What the task asks: Could you reproduce the material below exactly, from the line containing "admin acting outside" through its last line, and leave out everything else?

Records shown:
··········

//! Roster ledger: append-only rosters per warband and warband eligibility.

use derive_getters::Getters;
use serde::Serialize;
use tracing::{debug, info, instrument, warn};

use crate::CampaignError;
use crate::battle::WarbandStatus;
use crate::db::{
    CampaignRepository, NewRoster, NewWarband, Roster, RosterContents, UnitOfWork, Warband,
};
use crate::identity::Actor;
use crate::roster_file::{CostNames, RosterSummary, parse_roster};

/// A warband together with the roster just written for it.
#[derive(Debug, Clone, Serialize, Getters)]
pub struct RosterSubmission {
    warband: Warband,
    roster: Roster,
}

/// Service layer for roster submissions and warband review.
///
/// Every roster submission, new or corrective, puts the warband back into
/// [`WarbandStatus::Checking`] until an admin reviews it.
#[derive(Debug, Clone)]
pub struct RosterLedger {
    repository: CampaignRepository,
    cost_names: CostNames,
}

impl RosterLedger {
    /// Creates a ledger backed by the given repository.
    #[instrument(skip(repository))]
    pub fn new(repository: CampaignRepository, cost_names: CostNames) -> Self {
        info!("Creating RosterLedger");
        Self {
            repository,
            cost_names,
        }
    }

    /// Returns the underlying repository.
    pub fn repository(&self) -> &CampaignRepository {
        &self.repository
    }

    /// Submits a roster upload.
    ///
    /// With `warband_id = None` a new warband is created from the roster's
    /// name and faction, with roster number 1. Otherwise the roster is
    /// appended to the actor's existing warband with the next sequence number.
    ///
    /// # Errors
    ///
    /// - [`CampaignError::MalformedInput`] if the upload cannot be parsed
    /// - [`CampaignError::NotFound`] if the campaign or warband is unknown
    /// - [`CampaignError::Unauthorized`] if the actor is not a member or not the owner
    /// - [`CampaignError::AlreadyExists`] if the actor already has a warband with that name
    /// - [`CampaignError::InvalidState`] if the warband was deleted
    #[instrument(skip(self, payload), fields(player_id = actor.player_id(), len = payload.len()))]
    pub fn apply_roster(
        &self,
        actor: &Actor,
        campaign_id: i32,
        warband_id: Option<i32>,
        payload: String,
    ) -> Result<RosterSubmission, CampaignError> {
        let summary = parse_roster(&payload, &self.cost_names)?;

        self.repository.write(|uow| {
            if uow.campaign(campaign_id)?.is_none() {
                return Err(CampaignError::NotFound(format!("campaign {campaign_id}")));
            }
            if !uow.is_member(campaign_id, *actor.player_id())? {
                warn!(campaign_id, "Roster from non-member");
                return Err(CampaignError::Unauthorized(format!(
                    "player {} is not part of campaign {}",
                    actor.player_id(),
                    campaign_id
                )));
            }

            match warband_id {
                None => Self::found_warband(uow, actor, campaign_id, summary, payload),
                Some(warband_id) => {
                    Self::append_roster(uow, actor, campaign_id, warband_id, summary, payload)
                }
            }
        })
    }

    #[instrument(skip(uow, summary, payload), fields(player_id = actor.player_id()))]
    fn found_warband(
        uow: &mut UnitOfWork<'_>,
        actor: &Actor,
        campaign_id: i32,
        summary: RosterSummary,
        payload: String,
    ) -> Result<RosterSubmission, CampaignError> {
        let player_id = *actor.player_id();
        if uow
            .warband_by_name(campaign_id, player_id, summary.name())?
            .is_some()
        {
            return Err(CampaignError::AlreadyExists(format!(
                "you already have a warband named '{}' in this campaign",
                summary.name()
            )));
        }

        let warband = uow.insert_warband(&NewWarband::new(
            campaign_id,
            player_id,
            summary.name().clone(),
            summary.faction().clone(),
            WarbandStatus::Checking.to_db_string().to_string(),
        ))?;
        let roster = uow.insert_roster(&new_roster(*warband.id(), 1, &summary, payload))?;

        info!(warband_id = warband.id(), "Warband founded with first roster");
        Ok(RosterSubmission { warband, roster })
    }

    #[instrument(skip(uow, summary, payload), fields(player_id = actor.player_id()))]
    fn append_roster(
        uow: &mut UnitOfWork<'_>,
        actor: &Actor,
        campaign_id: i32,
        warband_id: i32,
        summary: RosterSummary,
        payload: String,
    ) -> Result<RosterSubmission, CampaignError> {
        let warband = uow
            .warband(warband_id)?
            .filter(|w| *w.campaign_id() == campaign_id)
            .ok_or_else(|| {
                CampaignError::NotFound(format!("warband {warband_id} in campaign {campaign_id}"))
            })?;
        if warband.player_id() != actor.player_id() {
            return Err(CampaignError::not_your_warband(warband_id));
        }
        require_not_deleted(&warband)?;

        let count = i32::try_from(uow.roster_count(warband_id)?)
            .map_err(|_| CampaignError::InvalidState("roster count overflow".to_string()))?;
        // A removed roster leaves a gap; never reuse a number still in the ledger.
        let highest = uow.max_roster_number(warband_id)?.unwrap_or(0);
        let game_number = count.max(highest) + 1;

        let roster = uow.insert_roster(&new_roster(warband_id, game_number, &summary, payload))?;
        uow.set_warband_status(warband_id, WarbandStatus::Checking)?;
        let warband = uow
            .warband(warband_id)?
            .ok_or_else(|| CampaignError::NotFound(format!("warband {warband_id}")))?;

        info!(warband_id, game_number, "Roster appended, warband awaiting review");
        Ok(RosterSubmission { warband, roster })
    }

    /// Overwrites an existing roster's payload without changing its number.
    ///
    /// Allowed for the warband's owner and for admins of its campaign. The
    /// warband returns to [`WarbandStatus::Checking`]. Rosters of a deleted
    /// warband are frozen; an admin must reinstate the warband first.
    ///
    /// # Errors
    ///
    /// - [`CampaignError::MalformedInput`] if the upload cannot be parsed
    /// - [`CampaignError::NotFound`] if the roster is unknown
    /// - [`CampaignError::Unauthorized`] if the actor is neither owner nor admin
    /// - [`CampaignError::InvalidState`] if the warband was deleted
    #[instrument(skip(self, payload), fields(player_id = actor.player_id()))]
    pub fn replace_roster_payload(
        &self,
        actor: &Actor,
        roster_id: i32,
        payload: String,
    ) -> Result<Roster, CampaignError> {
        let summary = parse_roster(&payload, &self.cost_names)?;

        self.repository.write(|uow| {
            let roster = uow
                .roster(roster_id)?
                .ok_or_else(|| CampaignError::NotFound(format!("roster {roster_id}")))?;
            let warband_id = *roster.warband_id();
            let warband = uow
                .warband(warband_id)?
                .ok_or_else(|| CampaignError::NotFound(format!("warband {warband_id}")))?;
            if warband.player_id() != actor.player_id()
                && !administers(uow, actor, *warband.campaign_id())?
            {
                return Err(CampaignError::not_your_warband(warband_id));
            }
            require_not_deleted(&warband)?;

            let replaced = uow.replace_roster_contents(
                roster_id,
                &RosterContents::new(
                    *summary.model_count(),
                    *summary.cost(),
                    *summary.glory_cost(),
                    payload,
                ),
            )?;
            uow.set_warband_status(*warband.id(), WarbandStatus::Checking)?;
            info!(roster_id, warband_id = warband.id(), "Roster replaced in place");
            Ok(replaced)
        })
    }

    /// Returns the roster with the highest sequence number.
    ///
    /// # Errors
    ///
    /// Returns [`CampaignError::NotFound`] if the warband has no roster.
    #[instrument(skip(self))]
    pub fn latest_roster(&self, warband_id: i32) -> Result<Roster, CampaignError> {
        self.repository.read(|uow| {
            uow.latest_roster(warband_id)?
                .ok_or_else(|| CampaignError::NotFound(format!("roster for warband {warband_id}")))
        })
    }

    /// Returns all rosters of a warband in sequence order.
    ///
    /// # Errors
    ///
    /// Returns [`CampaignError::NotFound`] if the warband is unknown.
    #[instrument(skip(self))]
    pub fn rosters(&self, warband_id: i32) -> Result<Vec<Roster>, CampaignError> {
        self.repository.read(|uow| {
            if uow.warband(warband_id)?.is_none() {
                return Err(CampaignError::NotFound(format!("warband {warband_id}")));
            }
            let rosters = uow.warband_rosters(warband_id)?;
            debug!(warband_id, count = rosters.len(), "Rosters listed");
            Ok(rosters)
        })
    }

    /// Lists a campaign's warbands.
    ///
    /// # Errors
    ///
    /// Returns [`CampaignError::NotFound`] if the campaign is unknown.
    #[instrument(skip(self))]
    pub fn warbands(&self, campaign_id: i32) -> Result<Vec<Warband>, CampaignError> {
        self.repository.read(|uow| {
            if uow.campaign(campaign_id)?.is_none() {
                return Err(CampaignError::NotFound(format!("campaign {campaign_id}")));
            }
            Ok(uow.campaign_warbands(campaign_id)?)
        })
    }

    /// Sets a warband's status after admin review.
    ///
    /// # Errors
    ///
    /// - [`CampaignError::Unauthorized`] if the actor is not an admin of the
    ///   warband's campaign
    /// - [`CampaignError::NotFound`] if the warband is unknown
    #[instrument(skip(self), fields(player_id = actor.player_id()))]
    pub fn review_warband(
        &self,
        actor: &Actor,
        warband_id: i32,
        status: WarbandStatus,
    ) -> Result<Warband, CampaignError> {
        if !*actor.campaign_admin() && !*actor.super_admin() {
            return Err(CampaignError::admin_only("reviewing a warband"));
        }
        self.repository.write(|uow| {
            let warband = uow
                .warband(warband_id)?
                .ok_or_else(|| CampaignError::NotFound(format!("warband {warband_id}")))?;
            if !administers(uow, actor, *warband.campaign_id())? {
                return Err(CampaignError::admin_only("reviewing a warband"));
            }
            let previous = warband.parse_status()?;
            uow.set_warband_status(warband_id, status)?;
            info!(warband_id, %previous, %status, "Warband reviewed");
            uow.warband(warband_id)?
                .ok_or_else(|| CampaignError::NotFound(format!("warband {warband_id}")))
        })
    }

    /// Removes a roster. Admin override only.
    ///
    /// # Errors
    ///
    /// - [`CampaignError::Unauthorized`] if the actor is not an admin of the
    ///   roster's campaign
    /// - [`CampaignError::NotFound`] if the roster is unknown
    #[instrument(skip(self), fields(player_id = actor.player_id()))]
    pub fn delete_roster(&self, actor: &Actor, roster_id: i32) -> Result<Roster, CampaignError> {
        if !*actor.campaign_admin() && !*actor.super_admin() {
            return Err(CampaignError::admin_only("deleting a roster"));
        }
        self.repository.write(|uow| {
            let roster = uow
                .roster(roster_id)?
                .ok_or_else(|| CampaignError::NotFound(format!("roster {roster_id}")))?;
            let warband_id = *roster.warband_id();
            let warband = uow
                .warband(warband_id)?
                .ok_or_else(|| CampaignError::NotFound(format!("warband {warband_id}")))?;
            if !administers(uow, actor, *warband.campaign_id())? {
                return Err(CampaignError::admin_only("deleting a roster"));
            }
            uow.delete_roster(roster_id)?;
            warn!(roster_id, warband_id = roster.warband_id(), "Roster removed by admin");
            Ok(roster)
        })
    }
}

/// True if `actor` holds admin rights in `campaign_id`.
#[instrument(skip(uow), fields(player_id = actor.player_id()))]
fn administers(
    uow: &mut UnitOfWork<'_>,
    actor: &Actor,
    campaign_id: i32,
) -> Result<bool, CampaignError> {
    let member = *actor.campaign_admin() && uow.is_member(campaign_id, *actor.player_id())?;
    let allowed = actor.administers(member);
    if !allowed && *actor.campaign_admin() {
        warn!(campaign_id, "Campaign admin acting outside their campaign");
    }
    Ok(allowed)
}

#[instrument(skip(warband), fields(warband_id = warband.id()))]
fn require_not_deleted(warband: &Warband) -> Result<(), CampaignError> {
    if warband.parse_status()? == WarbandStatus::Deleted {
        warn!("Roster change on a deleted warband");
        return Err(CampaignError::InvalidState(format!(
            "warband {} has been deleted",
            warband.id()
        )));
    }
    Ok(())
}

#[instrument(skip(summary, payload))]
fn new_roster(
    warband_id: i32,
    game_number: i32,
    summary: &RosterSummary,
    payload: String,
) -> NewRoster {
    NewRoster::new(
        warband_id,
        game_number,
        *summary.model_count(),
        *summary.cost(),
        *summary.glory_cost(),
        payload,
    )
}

··········

Written solution:
        warn!(campaign_id, "Campaign admin acting outside their campaign");
    }
    Ok(allowed)
}

#[instrument(skip(warband), fields(warband_id = warband.id()))]
fn require_not_deleted(warband: &Warband) -> Result<(), CampaignError> {
    if warband.parse_status()? == WarbandStatus::Deleted {
        warn!("Roster change on a deleted warband");
        return Err(CampaignError::InvalidState(format!(
            "warband {} has been deleted",
            warband.id()
        )));
    }
    Ok(())
}

#[instrument(skip(summary, payload))]
fn new_roster(
    warband_id: i32,
    game_number: i32,
    summary: &RosterSummary,
    payload: String,
) -> NewRoster {
    NewRoster::new(
        warband_id,
        game_number,
        *summary.model_count(),
        *summary.cost(),
        *summary.glory_cost(),
        payload,
    )
}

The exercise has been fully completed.